Participation of Ca²⁺ and Calmodulin in Rat Pancreatic Enzyme Secretion Induced by Secretin, Forskolin, and Dibutyryl Cyclic AMP

Abstract

The role of Ca²⁺ and calmodulin in stimulation of the rat pancreatic acini induced by secretin, forskolin, and dibutyryl cyclic AMP (dbcAMP) was studied using W-7, a calmodulin antagonist, and a low Ca²⁺ medium. The time course of amylase secretion was studied in a perifusion system using dispersed rat pancreatic acini. The amylase release patterns of each secretagogue were as follows: a biphasic amylase release pattern under the stimulation of secretin, a one peak pattern during the stimulation of forskolin and a rapid response after cessation of the stimulation, and a gradual increased pattern during the stimulation of dbcAMP followed by a rapid response.
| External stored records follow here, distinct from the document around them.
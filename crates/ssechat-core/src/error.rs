//! Unified error type exposed by **`ssechat-core`**.
//!
//! Completion sources convert their internal errors into one of these
//! variants before handing them to the relay.  The relay only needs to know
//! *that* a session failed and a printable reason; the concrete backend error
//! stays reachable through [`RelayError::Backend`] for logging.

use thiserror::Error;

/// Convenient alias used throughout the workspace.
pub type Result<T> = std::result::Result<T, RelayError>;

#[derive(Debug, Error)]
pub enum RelayError {
    /// The configured backend does not recognise or support the requested
    /// `model`.
    #[error("provider `{provider}` does not support model `{model}`")]
    ModelNotSupported {
        provider: &'static str,
        model: String,
    },

    /// Generic forwarding of any backend-specific error that doesn’t fit another
    /// category.
    #[error("backend returned an error: {0}")]
    Backend(Box<dyn std::error::Error + Send + Sync + 'static>),

    #[error("invalid request: {0}")]
    InvalidRequest(String),

    #[error("invalid: {0}")]
    Invalid(String),
}

impl RelayError {
    /// Short, single-line description safe to hand to a chat client.
    ///
    /// Backend details (response bodies, URLs) stay in the logs.
    pub fn client_message(&self) -> &'static str {
        match self {
            RelayError::ModelNotSupported { .. } => "model not supported",
            RelayError::Backend(_) => "completion backend failed",
            RelayError::InvalidRequest(_) => "invalid request",
            RelayError::Invalid(_) => "relay misconfigured",
        }
    }
}

#[cfg(test)]
mod tests {
    use super::*;

    #[test]
    fn client_message_hides_backend_details() {
        let err = RelayError::Backend("status 401: {\"error\":\"bad key sk-123\"}".into());
        assert_eq!(err.client_message(), "completion backend failed");
        assert!(err.to_string().contains("sk-123"));
    }
}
The amylase release under the stimulation by forskolin and dbcAMP was slightly weaker as compared with that of secretin stimulation. The amylase secretion stimulated by secretin (5×10^-7M), forskolin (50μM), and dbcAMP (2mM) was inhibited by W-7 (50μM). In a low Ca²⁺ medium (4.7-5.1×10^-6M), the secretory rate did not increase during the stimulation by secretin, forskolin, and dbcAMP, and a rapid amylase response remained after cessation of the stimulation of forskolin and dbcAMP. The pretreatment with EDTA (1mM) suppressed both the gradual amylase release and the rapid response induced by dbcAMP in a low Ca²⁺ medium. These results suggested that each secretagogue, via cyclic AMP (cAMP), induced a different amylase secretory pattern dependent on an intracellular Ca²⁺ content, and was mediated by the Ca²⁺-calmodulin complex.